#WomenDesign: Lina Bo Bardi
#WomenDesign: Lina Bo Bardi
Today, we dedicate our #WomenDesign to Lina Bo Bardi (1914-1992). This architect - born in Italy but Brazilian at heart - was one of the great transformers of Brazilian architecture and popular art. She humanized rationalism by linking it to emotion, organic and nature. Her buildings and her furniture synthesize her blend of the modern and the popular, the scientific and the visceral.
Achillina Bo was born in Rome in 1914. After graduating in architecture, she moved to Milan and worked with Gio Ponti. She later opened her own studio with the rationalist precepts as a banner, but it was destroyed during a bombing in 1943. This fact turned Lina into a resistance activist. In those years she collaborated with various magazines, as an illustrator and journalist, managing to direct the magazine Domus - founded by Gio Ponti - at just 25 years old, when the Second World War was in full swing.
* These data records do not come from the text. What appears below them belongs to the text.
//! Import orchestration.

use std::sync::Arc;

use tracing::{debug, info, warn};

use super::normalize::{normalize_album, normalize_release, normalize_search_page};
use super::{
    check_response_code, resolve_album_id, ImportError, ImportStage, ImportedAlbum,
    MusicBrainzClient, NetEaseClient, Provider, RawEnvelope, SearchPage, SearchQuery,
    UpstreamClient, UpstreamRequest,
};
use crate::config::{Config, ImportConfig};
use crate::metrics::{IMPORT_REQUESTS, UPSTREAM_DURATION};

/// Drives a search or detail import through its stages.
///
/// Holds no per-request state, so one instance is shared across handlers.
pub struct ImportService {
    musicbrainz: Arc<dyn UpstreamClient>,
    netease: Arc<dyn UpstreamClient>,
    config: ImportConfig,
}

impl ImportService {
    /// Create a service over the given provider clients.
    pub fn new(
        musicbrainz: Arc<dyn UpstreamClient>,
        netease: Arc<dyn UpstreamClient>,
        config: ImportConfig,
    ) -> Self {
        Self {
            musicbrainz,
            netease,
            config,
        }
    }

    /// Create a service with real HTTP clients built from configuration.
    pub fn from_config(config: &Config) -> Result<Self, ImportError> {
        let musicbrainz = MusicBrainzClient::new(config.musicbrainz.clone())?;
        let netease = NetEaseClient::new(config.netease.clone())?;
        Ok(Self::new(
            Arc::new(musicbrainz),
            Arc::new(netease),
            config.import.clone(),
        ))
    }

    pub fn config(&self) -> &ImportConfig {
        &self.config
    }

    fn client(&self, provider: Provider) -> &dyn UpstreamClient {
        match provider {
            Provider::MusicBrainz => self.musicbrainz.as_ref(),
            Provider::NetEase => self.netease.as_ref(),
        }
    }

    /// Search MusicBrainz releases by album and/or artist name.
    pub async fn search(&self, query: &SearchQuery) -> Result<SearchPage, ImportError> {
        let result = self.run_search(query).await;

        match &result {
            Ok(page) => info!(
                "MusicBrainz search returned {} results (total {:?})",
                page.results.len(),
                page.count
            ),
            Err(e) => log_failure(Provider::MusicBrainz, "search", e),
        }
        record_outcome(Provider::MusicBrainz, "search", &result);

        result
    }

    async fn run_search(&self, query: &SearchQuery) -> Result<SearchPage, ImportError> {
        let album = query.album_term();
        let artist = query.artist_term();
        if album.is_none() && artist.is_none() {
            return Err(ImportError::InvalidIdentifier(
                "Please provide album name or artist name".to_string(),
            ));
        }

        let limit = query.limit.unwrap_or(self.config.default_search_limit);
        if limit == 0 {
            return Err(ImportError::InvalidIdentifier(
                "Search limit must be positive".to_string(),
            ));
        }

        let request = UpstreamRequest::SearchReleases {
            album: album.map(str::to_string),
            artist: artist.map(str::to_string),
            limit,
        };
        let envelope = self.call(Provider::MusicBrainz, &request).await?;

        if envelope.is_empty() {
            return Ok(SearchPage::empty());
        }
        Ok(normalize_search_page(&envelope.body))
    }

    /// Import one album from a provider.
    ///
    /// For NetEase, `input` may be a bare id or a pasted album URL. For
    /// MusicBrainz it is a release MBID.
    pub async fn fetch_detail(
        &self,
        provider: Provider,
        input: &str,
    ) -> Result<ImportedAlbum, ImportError> {
        let result = self.run_fetch_detail(provider, input).await;

        match &result {
            Ok(album) => info!(
                "Imported {} album '{}' ({}) with {} tracks ({})",
                provider,
                album.title,
                album.external_id.as_deref().unwrap_or("-"),
                album.track_count(),
                album
                    .total_duration_seconds()
                    .map(|secs| format!("{}s", secs))
                    .unwrap_or_else(|| "duration unknown".to_string())
            ),
            Err(e) => log_failure(provider, "detail", e),
        }
        record_outcome(provider, "detail", &result);

        result
    }

    async fn run_fetch_detail(
        &self,
        provider: Provider,
        input: &str,
    ) -> Result<ImportedAlbum, ImportError> {
        debug!("{} stage: {}", provider, ImportStage::Start.as_str());
        let request = match provider {
            Provider::MusicBrainz => {
                let id = input.trim();
                if id.is_empty() {
                    return Err(ImportError::InvalidIdentifier(
                        "Please provide a MusicBrainz release id".to_string(),
                    ));
                }
                UpstreamRequest::Release { id: id.to_string() }
            }
            Provider::NetEase => UpstreamRequest::Album {
                id: resolve_album_id(input)?,
            },
        };
        debug!("{} stage: {}", provider, ImportStage::CallUpstream.as_str());

        let envelope = self.call(provider, &request).await?;
        if envelope.is_empty() {
            return Err(ImportError::EmptyResult { provider });
        }

        debug!("{} stage: {}", provider, ImportStage::Normalize.as_str());
        let album = match provider {
            Provider::MusicBrainz => normalize_release(&envelope.body)?,
            Provider::NetEase => {
                // Also applies to clients that hand back the body unchecked.
                check_response_code(&envelope.body)?;
                normalize_album(&envelope.body)?
            }
        };

        debug!("{} stage: {}", provider, ImportStage::Done.as_str());
        Ok(album)
    }

    /// Perform one upstream call under the configured timeout.
    async fn call(
        &self,
        provider: Provider,
        request: &UpstreamRequest,
    ) -> Result<RawEnvelope, ImportError> {
        let timeout = self.config.request_timeout();
        let timer = UPSTREAM_DURATION
            .with_label_values(&[provider.as_str(), request.operation()])
            .start_timer();

        let result = tokio::time::timeout(timeout, self.client(provider).fetch(request)).await;
        timer.observe_duration();

        match result {
            Ok(result) => result,
            Err(_) => Err(ImportError::Upstream {
                provider,
                cause: format!("timed out after {}s", timeout.as_secs()),
            }),
        }
    }
}

fn log_failure(provider: Provider, operation: &str, err: &ImportError) {
    warn!(
        "{} {} failed at stage {} ({}): {}",
        provider,
        operation,
        err.stage().as_str(),
        err.kind().as_str(),
        err
    );
}

fn record_outcome<T>(provider: Provider, operation: &str, result: &Result<T, ImportError>) {
    let outcome = match result {
        Ok(_) => "success",
        Err(e) => e.kind().as_str(),
    };
    IMPORT_REQUESTS
        .with_label_values(&[provider.as_str(), operation, outcome])
        .inc();
}
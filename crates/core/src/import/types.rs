//! Canonical import types shared by every provider.

use std::fmt;
use std::str::FromStr;

use serde::{Deserialize, Serialize, Serializer};

// ============================================================================
// Provider
// ============================================================================

/// An external metadata catalog an album can be imported from.
#[derive(Debug, Clone, Copy, PartialEq, Eq, Hash, Serialize, Deserialize)]
#[serde(rename_all = "lowercase")]
pub enum Provider {
    /// MusicBrainz, the open discography database.
    MusicBrainz,
    /// NetEase Cloud Music, a commercial streaming catalog.
    NetEase,
}

impl Provider {
    /// Stable machine name, used in logs and metric labels.
    pub fn as_str(&self) -> &'static str {
        match self {
            Provider::MusicBrainz => "musicbrainz",
            Provider::NetEase => "netease",
        }
    }

    /// Human readable name.
    pub fn display_name(&self) -> &'static str {
        match self {
            Provider::MusicBrainz => "MusicBrainz",
            Provider::NetEase => "NetEase Cloud Music",
        }
    }

    /// The other provider, suggested to users when this one refuses a request.
    pub fn alternative(&self) -> Provider {
        match self {
            Provider::MusicBrainz => Provider::NetEase,
            Provider::NetEase => Provider::MusicBrainz,
        }
    }
}

impl fmt::Display for Provider {
    fn fmt(&self, f: &mut fmt::Formatter<'_>) -> fmt::Result {
        f.write_str(self.display_name())
    }
}

impl FromStr for Provider {
    type Err = String;

    /// Parse a machine name, case-insensitively.
    fn from_str(s: &str) -> Result<Self, Self::Err> {
        match s.trim().to_ascii_lowercase().as_str() {
            "musicbrainz" => Ok(Provider::MusicBrainz),
            "netease" => Ok(Provider::NetEase),
            other => Err(format!("unknown provider '{}'", other)),
        }
    }
}

// ============================================================================
// Imported album
// ============================================================================

/// A provider-independent album record, ready to be persisted by the caller.
///
/// Built fresh for every request by one of the normalizers. The track count is
/// not stored: it is always derived from `tracks`.
#[derive(Debug, Clone, PartialEq)]
pub struct ImportedAlbum {
    /// Provider the record was imported from.
    pub provider: Provider,
    /// Provider identifier of the release (MBID or NetEase album id).
    pub external_id: Option<String>,
    /// Album title.
    pub title: String,
    /// Cover image URL.
    pub cover_url: Option<String>,
    /// Free-text description.
    pub description: Option<String>,
    /// Four digit release year.
    pub release_year: Option<i32>,
    /// Raw release date as reported by the provider (YYYY-MM-DD or partial).
    pub date: Option<String>,
    /// Release country.
    pub country: Option<String>,
    /// Release barcode.
    pub barcode: Option<String>,
    /// Primary credited artist.
    pub artist: Option<ArtistRef>,
    /// Tracks in global order.
    pub tracks: Vec<TrackStub>,
}

impl ImportedAlbum {
    /// Number of tracks on the release.
    pub fn track_count(&self) -> usize {
        self.tracks.len()
    }

    /// Total running time in seconds, if every track has a duration.
    pub fn total_duration_seconds(&self) -> Option<u64> {
        let durations: Vec<u64> = self
            .tracks
            .iter()
            .filter_map(|t| t.duration_seconds)
            .collect();

        if durations.len() == self.tracks.len() && !durations.is_empty() {
            Some(durations.iter().sum())
        } else {
            None
        }
    }
}

#[derive(Serialize)]
#[serde(rename_all = "camelCase")]
struct ImportedAlbumRepr<'a> {
    provider: Provider,
    #[serde(skip_serializing_if = "Option::is_none")]
    external_id: Option<&'a str>,
    title: &'a str,
    #[serde(skip_serializing_if = "Option::is_none")]
    cover_url: Option<&'a str>,
    #[serde(skip_serializing_if = "Option::is_none")]
    description: Option<&'a str>,
    #[serde(skip_serializing_if = "Option::is_none")]
    release_year: Option<i32>,
    #[serde(skip_serializing_if = "Option::is_none")]
    date: Option<&'a str>,
    #[serde(skip_serializing_if = "Option::is_none")]
    country: Option<&'a str>,
    #[serde(skip_serializing_if = "Option::is_none")]
    barcode: Option<&'a str>,
    #[serde(skip_serializing_if = "Option::is_none")]
    artist: Option<&'a ArtistRef>,
    tracks: &'a [TrackStub],
    track_count: usize,
}

impl Serialize for ImportedAlbum {
    fn serialize<S: Serializer>(&self, serializer: S) -> Result<S::Ok, S::Error> {
        ImportedAlbumRepr {
            provider: self.provider,
            external_id: self.external_id.as_deref(),
            title: &self.title,
            cover_url: self.cover_url.as_deref(),
            description: self.description.as_deref(),
            release_year: self.release_year,
            date: self.date.as_deref(),
            country: self.country.as_deref(),
            barcode: self.barcode.as_deref(),
            artist: self.artist.as_ref(),
            tracks: &self.tracks,
            track_count: self.track_count(),
        }
        .serialize(serializer)
    }
}

/// Artist credited on an imported album.
#[derive(Debug, Clone, Default, PartialEq, Eq, Serialize)]
#[serde(rename_all = "camelCase")]
pub struct ArtistRef {
    #[serde(skip_serializing_if = "Option::is_none")]
    pub name: Option<String>,
    #[serde(skip_serializing_if = "Option::is_none")]
    pub external_id: Option<String>,
    #[serde(skip_serializing_if = "Option::is_none")]
    pub photo_url: Option<String>,
}

/// A single track of an imported album.
#[derive(Debug, Clone, PartialEq, Eq, Serialize)]
#[serde(rename_all = "camelCase")]
pub struct TrackStub {
    /// Position across the whole release, starting at 1.
    pub track_number: u32,
    pub title: String,
    #[serde(skip_serializing_if = "Option::is_none")]
    pub duration_seconds: Option<u64>,
    #[serde(skip_serializing_if = "Option::is_none")]
    pub minutes: Option<u64>,
    #[serde(skip_serializing_if = "Option::is_none")]
    pub seconds: Option<u64>,
}

impl TrackStub {
    /// Build a track, deriving the display fields from a millisecond duration.
    pub fn new(track_number: u32, title: impl Into<String>, duration_ms: Option<u64>) -> Self {
        let duration_seconds = duration_ms.map(|ms| ms / 1000);
        Self {
            track_number,
            title: title.into(),
            duration_seconds,
            minutes: duration_seconds.map(|s| s / 60),
            seconds: duration_seconds.map(|s| s % 60),
        }
    }
}

// ============================================================================
// Search
// ============================================================================

/// Search parameters for a release lookup.
#[derive(Debug, Clone, Default, Deserialize)]
pub struct SearchQuery {
    #[serde(default)]
    pub album: Option<String>,
    #[serde(default)]
    pub artist: Option<String>,
    #[serde(default)]
    pub limit: Option<u32>,
}

impl SearchQuery {
    /// Trimmed album name, if one was given.
    pub fn album_term(&self) -> Option<&str> {
        non_blank(self.album.as_deref())
    }

    /// Trimmed artist name, if one was given.
    pub fn artist_term(&self) -> Option<&str> {
        non_blank(self.artist.as_deref())
    }
}

fn non_blank(value: Option<&str>) -> Option<&str> {
    value.map(str::trim).filter(|v| !v.is_empty())
}

/// A lightweight release summary returned by searches.
#[derive(Debug, Clone, PartialEq, Eq, Serialize)]
#[serde(rename_all = "camelCase")]
pub struct SearchResultStub {
    pub external_id: String,
    pub title: String,
    #[serde(skip_serializing_if = "Option::is_none")]
    pub track_count: Option<u32>,
    #[serde(skip_serializing_if = "Option::is_none")]
    pub date: Option<String>,
    #[serde(skip_serializing_if = "Option::is_none")]
    pub country: Option<String>,
    #[serde(skip_serializing_if = "Option::is_none")]
    pub status: Option<String>,
    #[serde(skip_serializing_if = "Option::is_none")]
    pub artist_name: Option<String>,
    #[serde(skip_serializing_if = "Option::is_none")]
    pub artist_external_id: Option<String>,
    #[serde(skip_serializing_if = "Option::is_none")]
    pub primary_type: Option<String>,
}

/// One page of search results.
#[derive(Debug, Clone, Default, PartialEq, Eq, Serialize)]
pub struct SearchPage {
    pub results: Vec<SearchResultStub>,
    /// Total number of matches reported by the provider.
    #[serde(skip_serializing_if = "Option::is_none")]
    pub count: Option<u64>,
}

impl SearchPage {
    /// A page with no results.
    pub fn empty() -> Self {
        Self::default()
    }
}

#[cfg(test)]
mod tests {
    use super::*;

    #[test]
    fn test_provider_from_str() {
        assert_eq!("musicbrainz".parse::<Provider>(), Ok(Provider::MusicBrainz));
        assert_eq!("NetEase".parse::<Provider>(), Ok(Provider::NetEase));
        assert!("spotify".parse::<Provider>().is_err());
    }

    #[test]
    fn test_track_stub_derives_display_fields() {
        let track = TrackStub::new(3, "Something", Some(182_999));
        assert_eq!(track.duration_seconds, Some(182));
        assert_eq!(track.minutes, Some(3));
        assert_eq!(track.seconds, Some(2));
    }

    #[test]
    fn test_track_stub_minutes_and_seconds_recompose() {
        for ms in [0u64, 999, 1_000, 59_999, 60_000, 61_500, 3_599_999, 7_200_001] {
            let track = TrackStub::new(1, "t", Some(ms));
            let total = track.duration_seconds.unwrap();
            assert_eq!(total, ms / 1000);
            assert_eq!(track.minutes.unwrap() * 60 + track.seconds.unwrap(), total);
        }
    }

    #[test]
    fn test_track_stub_without_duration() {
        let track = TrackStub::new(1, "Intro", None);
        assert_eq!(track.duration_seconds, None);
        assert_eq!(track.minutes, None);
        assert_eq!(track.seconds, None);
    }

    #[test]
    fn test_imported_album_serializes_computed_track_count() {
        let album = ImportedAlbum {
            provider: Provider::MusicBrainz,
            external_id: Some("mbid-1".to_string()),
            title: "Abbey Road".to_string(),
            cover_url: None,
            description: None,
            release_year: Some(1969),
            date: Some("1969-09-26".to_string()),
            country: Some("GB".to_string()),
            barcode: None,
            artist: None,
            tracks: vec![
                TrackStub::new(1, "Come Together", Some(259_000)),
                TrackStub::new(2, "Something", None),
            ],
        };

        let json = serde_json::to_value(&album).unwrap();
        assert_eq!(json["trackCount"], 2);
        assert_eq!(json["releaseYear"], 1969);
        assert_eq!(json["provider"], "musicbrainz");
        assert_eq!(json["tracks"][0]["trackNumber"], 1);
        assert_eq!(json["tracks"][0]["durationSeconds"], 259);
        assert!(json.get("coverUrl").is_none());
        assert!(json["tracks"][1].get("minutes").is_none());
    }

    #[test]
    fn test_total_duration_requires_every_track() {
        let mut album = ImportedAlbum {
            provider: Provider::NetEase,
            external_id: None,
            title: "Test".to_string(),
            cover_url: None,
            description: None,
            release_year: None,
            date: None,
            country: None,
            barcode: None,
            artist: None,
            tracks: vec![
                TrackStub::new(1, "a", Some(100_000)),
                TrackStub::new(2, "b", Some(200_000)),
            ],
        };
        assert_eq!(album.total_duration_seconds(), Some(300));

        album.tracks.push(TrackStub::new(3, "c", None));
        assert_eq!(album.total_duration_seconds(), None);
    }

    #[test]
    fn test_search_query_terms_are_trimmed() {
        let query = SearchQuery {
            album: Some("  Abbey Road ".to_string()),
            artist: Some("   ".to_string()),
            limit: None,
        };
        assert_eq!(query.album_term(), Some("Abbey Road"));
        assert_eq!(query.artist_term(), None);
    }

    #[test]
    fn test_provider_names() {
        assert_eq!(Provider::MusicBrainz.as_str(), "musicbrainz");
        assert_eq!(Provider::NetEase.to_string(), "NetEase Cloud Music");
        assert_eq!(Provider::NetEase.alternative(), Provider::MusicBrainz);

        let parsed: Provider = serde_json::from_str("\"netease\"").unwrap();
        assert_eq!(parsed, Provider::NetEase);
    }
}
//! NetEase Cloud Music album normalization.

use serde_json::Value;

use super::release_year_from_millis;
use crate::import::json::JsonExt;
use crate::import::{ArtistRef, ImportError, ImportedAlbum, Provider, TrackStub};

const PROVIDER: Provider = Provider::NetEase;

/// Map an `api/album/<id>` response (`{code, album, songs}`).
pub fn normalize_album(envelope: &Value) -> Result<ImportedAlbum, ImportError> {
    let album = envelope
        .object_field("album")
        .ok_or_else(|| ImportError::incomplete(PROVIDER, "album"))?;

    let title = album
        .text_field("name")
        .ok_or_else(|| ImportError::incomplete(PROVIDER, "album.name"))?;

    // A present-but-null description becomes "", an absent one stays absent.
    let description = match album.get("description") {
        None => None,
        Some(Value::String(text)) => Some(text.clone()),
        Some(_) => Some(String::new()),
    };

    let artist = album.object_field("artist").map(|artist| ArtistRef {
        name: artist.string_field("name"),
        external_id: artist.id_field("id"),
        photo_url: artist.string_field("picUrl"),
    });

    // Older responses carry songs at the top level, newer ones inside the album.
    let songs = if envelope.field("songs").is_some() {
        envelope.array_field("songs")
    } else {
        album.array_field("songs")
    };

    let tracks = songs
        .iter()
        .enumerate()
        .map(|(index, song)| {
            let title = song
                .text_field("name")
                .ok_or_else(|| ImportError::incomplete(PROVIDER, format!("songs[{}].name", index)))?;
            Ok(TrackStub::new(
                index as u32 + 1,
                title,
                song.u64_field("duration"),
            ))
        })
        .collect::<Result<Vec<_>, ImportError>>()?;

    Ok(ImportedAlbum {
        provider: PROVIDER,
        external_id: album.id_field("id"),
        title,
        cover_url: album.string_field("picUrl"),
        description,
        release_year: album
            .i64_field("publishTime")
            .and_then(release_year_from_millis),
        date: None,
        country: None,
        barcode: None,
        artist,
        tracks,
    })
}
After the war, Lina Bo Bardi married the famous journalist, art critic and gallery owner Pietro Maria Bardi, with whom she moved to Brazil in 1946. There she found her creative happiness. Two years later she began to dedicate herself to both industrial design and interior design.
In Brazil, Lina matured and built her best works. In 1951 she created her first built project: la Casa de Vidro. An original and innovative house for her and her husband, immersed and rooted in the vegetation of the Morumbì Garden, which became one of her most transcendent and personal works. In this house, Lina embodies an unprecedented combination of modernity and tradition, with an originality that will endure to this day. Today, the building has been converted into a house-museum, headquarters of the Lina and Pietro Maria Bardi Institute.
Other outstanding works of this exceptional woman are the Museum of Modern Art of São Paulo (MASP), her first public project inaugurated in 1964, a rural village in Camurupim and the SESC-Pompeia social center.
With an extreme creativity, she did not limit herself to imagining buildings. She created sets for opera and theater, curated exhibitions, made jewelry and designed furniture. Among them, the Bowl Chair, a versatile armchair designed in 1951 and currently edited by Arper, which became one of her most iconic pieces by offering a much more relaxed way of sitting.
Lina died in São Paulo in 1992 as she had always wanted: working and with several ongoing projects.